LINDNER: Sicher. Zum Beispiel als Abiturient Peter Sloterdijks „Kritik der zynischen Vernunft“, weil dieses Buch Lust darauf macht, den Zeitgeist infrage zu stellen. Wann schrieb mal ein großer deutscher Philosoph Betrachtungen über Fürze und Ärsche, um danach die Tugendwächter bei ihrer reflexhaften Empörung zu beobachten? Das ist immer noch amüsant und anregend.

Frage: Sie haben Ihrer Partei verordnet, sich vom Fundament auf zu erneuern. Was ist dafür die richtige Aufbauliteratur?
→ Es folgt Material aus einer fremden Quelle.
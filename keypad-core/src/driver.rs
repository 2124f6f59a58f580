//! Keypad driver with the detection strategy chosen per deployment

use crate::exti::ExtiVector;
use crate::fsm::PollKeypad;
use crate::hal::{HalError, KeypadHal};
use crate::irq::{IrqKeypad, IrqOutcome};
use crate::queue::KeyQueue;
use crate::ring_buffer::RingBufferError;
use crate::types::{ConfigError, KeyEvent, KeyMatrixConfig, ScanMode};

/// Errors from driver operations
#[derive(Copy, Clone, Debug, PartialEq, Eq)]
#[cfg_attr(feature = "defmt", derive(defmt::Format))]
pub enum KeypadError {
    /// Matrix configuration rejected at init
    Config(ConfigError),
    /// Key queue has no storage
    Queue(RingBufferError),
    /// Collaborator failure, passed through unchanged
    Hal(HalError),
    /// Entry point of the other detection strategy was called
    WrongMode(ScanMode),
}

impl From<ConfigError> for KeypadError {
    fn from(e: ConfigError) -> Self {
        KeypadError::Config(e)
    }
}

impl From<RingBufferError> for KeypadError {
    fn from(e: RingBufferError) -> Self {
        KeypadError::Queue(e)
    }
}

impl From<HalError> for KeypadError {
    fn from(e: HalError) -> Self {
        KeypadError::Hal(e)
    }
}

#[cfg(feature = "std")]
impl core::fmt::Display for KeypadError {
    fn fmt(&self, f: &mut core::fmt::Formatter<'_>) -> core::fmt::Result {
        match self {
            KeypadError::Config(e) => write!(f, "Invalid keypad configuration: {}", e),
            KeypadError::Queue(e) => write!(f, "Key queue unavailable: {}", e),
            KeypadError::Hal(e) => write!(f, "Hardware error: {}", e),
            KeypadError::WrongMode(mode) => write!(f, "Driver is in {:?} mode", mode),
        }
    }
}

#[cfg(feature = "std")]
impl std::error::Error for KeypadError {}

/// A keypad running exactly one detection strategy
pub enum KeypadDriver<'q, H, const R: usize, const C: usize, const N: usize> {
    /// Periodic scan with a tick-counted debounce
    Poll(PollKeypad<'q, H, R, C, N>),
    /// Column edge interrupts with an in-handler settle delay
    Interrupt(IrqKeypad<'q, H, R, C, N>),
}

impl<'q, H, const R: usize, const C: usize, const N: usize> KeypadDriver<'q, H, R, C, N>
where
    H: KeypadHal,
{
    pub fn poll(hal: H, queue: &'q KeyQueue<N>) -> Self {
        KeypadDriver::Poll(PollKeypad::new(hal, queue))
    }

    pub fn interrupt(hal: H, queue: &'q KeyQueue<N>) -> Self {
        KeypadDriver::Interrupt(IrqKeypad::new(hal, queue))
    }

    /// Driver for `mode`
    pub fn new(mode: ScanMode, hal: H, queue: &'q KeyQueue<N>) -> Self {
        match mode {
            ScanMode::Poll => Self::poll(hal, queue),
            ScanMode::Interrupt => Self::interrupt(hal, queue),
        }
    }

    pub fn mode(&self) -> ScanMode {
        match self {
            KeypadDriver::Poll(_) => ScanMode::Poll,
            KeypadDriver::Interrupt(_) => ScanMode::Interrupt,
        }
    }

    /// One-time setup. On error the driver stays inert.
    pub fn init(&mut self, config: &KeyMatrixConfig<R, C>) -> Result<(), KeypadError> {
        let result = match self {
            KeypadDriver::Poll(keypad) => keypad.init(config),
            KeypadDriver::Interrupt(keypad) => keypad.init(config),
        };

        #[cfg(feature = "defmt")]
        if let Err(e) = result {
            defmt::error!("❌ Keypad init failed: {}", e);
        }

        result
    }

    pub fn is_active(&self) -> bool {
        match self {
            KeypadDriver::Poll(keypad) => keypad.is_active(),
            KeypadDriver::Interrupt(keypad) => keypad.is_active(),
        }
    }

    /// Periodic entry point of the poll strategy
    pub fn scan_tick(&mut self) -> Result<Option<KeyEvent>, KeypadError> {
        match self {
            KeypadDriver::Poll(keypad) => keypad.scan_tick(),
            KeypadDriver::Interrupt(_) => Err(KeypadError::WrongMode(ScanMode::Interrupt)),
        }
    }

    /// Vector entry point of the interrupt strategy
    pub fn on_interrupt(&mut self, vector: ExtiVector) -> Result<IrqOutcome, KeypadError> {
        match self {
            KeypadDriver::Interrupt(keypad) => keypad.on_interrupt(vector),
            KeypadDriver::Poll(_) => Err(KeypadError::WrongMode(ScanMode::Poll)),
        }
    }

    /// Oldest confirmed key, if any. Never blocks.
    pub fn try_read_key(&self) -> Option<KeyEvent> {
        match self {
            KeypadDriver::Poll(keypad) => keypad.try_read_key(),
            KeypadDriver::Interrupt(keypad) => keypad.try_read_key(),
        }
    }

    pub fn hal(&self) -> &H {
        match self {
            KeypadDriver::Poll(keypad) => keypad.hal(),
            KeypadDriver::Interrupt(keypad) => keypad.hal(),
        }
    }

    pub fn hal_mut(&mut self) -> &mut H {
        match self {
            KeypadDriver::Poll(keypad) => keypad.hal_mut(),
            KeypadDriver::Interrupt(keypad) => keypad.hal_mut(),
        }
    }
}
LINDNER: Zuerst die liberalen Klassiker von Adam Smith bis Ralf Dahrendorf. Die geben mir unverändert Orientierungshilfe in Wertefragen. In der Sache empfehle ich allen, die die Gegenwart verstehen wollen, von Andrew McAfee: The second machine age. Auf Deutsch: „Das zweite Maschinenzeitalter“. McAfee beschreibt die fundamentalen Veränderungen durch die Digitalisierung. Da sich alles ändert, kann man nichts planen. Als politische Antwort rückt er das Thema Bildung ins Zentrum. Wir wissen schon jetzt: Menschen mit Sachverstand und kulturellem Horizont werden sich besser zurechtfinden als andere ohne diese Qualifikationen. Deshalb ist das ein Weckruf, beste Bildung zur ersten Priorität der Politik zu machen.

Frage: Sie haben noch mehr Bücher dabei, den Roman „Corpus Delicti“ von Juli Zeh und „The Circle“ von Dave Eggers. Mögen Sie düstere Utopien?

LINDNER: Nein, ich bin ein großer Optimist, weil ich an die Chancen von Technologie glaube. Aber man braucht faire Regeln und einen Ordnungsrahmen. Das thematisiert „The circle“. „Corpus Delicti“ ist auch ein Beispiel dafür. Darin kommen zwei Dinge zusammen: Der Staat sagt, wie wir gesund zu leben haben. Und die Privatheit geht verloren, weil man in seinem Gesundheitsverhalten auch noch überwacht wird. Es gibt aber ein Freiheitsrecht auf ein bisweilen unvernünftiges, genussvolles Privatleben.

Frage: Sie haben noch „911“ von Ulf Poschardt mitgebracht. Wird man als Porsche verehrender Liberaler eigentlich gemobbt?

LINDNER: Es gibt nichts, was mir egaler wäre als das. Ich lasse mir doch nicht von irgendwem meine persönlichen Leidenschaften vorschreiben! Wen es stört, dass ich automobiles Kulturgut verehre und einen Porsche-Oldtimer als Hobby habe, der soll eben was anderes wählen und nicht mich.

Frage: Erklären Sie uns diese Leidenschaft ...

LINDNER: Alte Autos sind echter Maschinenbau und zugleich Skulpturen. Das Buch von Poschardt beschreibt die Baureihe 911 von Porsche, die seit mehr als 50 Jahren im Grundkonzept unverändert ist. Er interpretiert sie als Phänomen der Kultur-, Technik- und der Designgeschichte.

Frage: Ihre Leidenschaft für den 911er Porsche teilen Sie ja mit Klaus Ernst von der Linkspartei. Gibt es noch mehr, was Sie verbindet?

LINDNER: Es gibt bestimmt noch viel mehr als ihn und mich, die von Sportwagen fasziniert sind, aber als Journalist oder Politiker nicht wagen, es offen zuzugeben. Ich kann nur jeden auffordern: Seid, wer ihr seid, und verbiegt euch nicht, nur um einem Mini-Shitstorm von irgendwelchen schlecht gelaunten Menschen im Internet zu entgehen. Je älter ich werde, desto lieber konfrontiere ich diese Leute mit ihren Empörungsreflexen. Und damit sind wir dann wieder bei Peter Sloterdijks Fürzen.

Frage: Welches Buch würden Sie Bundeskanzlerin Angela Merkel zur Lektüre empfehlen?

LINDNER: Von Ludwig Erhard: „Wohlstand für alle“. Ich finde, dass die Bundeskanzlerin auf der internationalen Bühne gut agiert, dass sie in der Innenpolitik aber sowohl die Werte der sozialen Marktwirtschaft als auch die Aufgabe, unser Land zukunftsfest zu machen, vernachlässigt.